Exercise:
What lines in the records include the string "unknown"? Return each one.

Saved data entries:
--- START ---

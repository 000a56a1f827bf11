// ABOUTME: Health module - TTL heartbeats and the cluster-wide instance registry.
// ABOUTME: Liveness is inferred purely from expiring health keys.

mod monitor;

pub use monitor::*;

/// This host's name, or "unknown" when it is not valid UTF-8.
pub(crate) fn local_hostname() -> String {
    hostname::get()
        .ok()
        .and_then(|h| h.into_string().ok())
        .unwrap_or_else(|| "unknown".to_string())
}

--- END ---

Answer to this exercise:
/// This host's name, or "unknown" when it is not valid UTF-8.
        .unwrap_or_else(|| "unknown".to_string())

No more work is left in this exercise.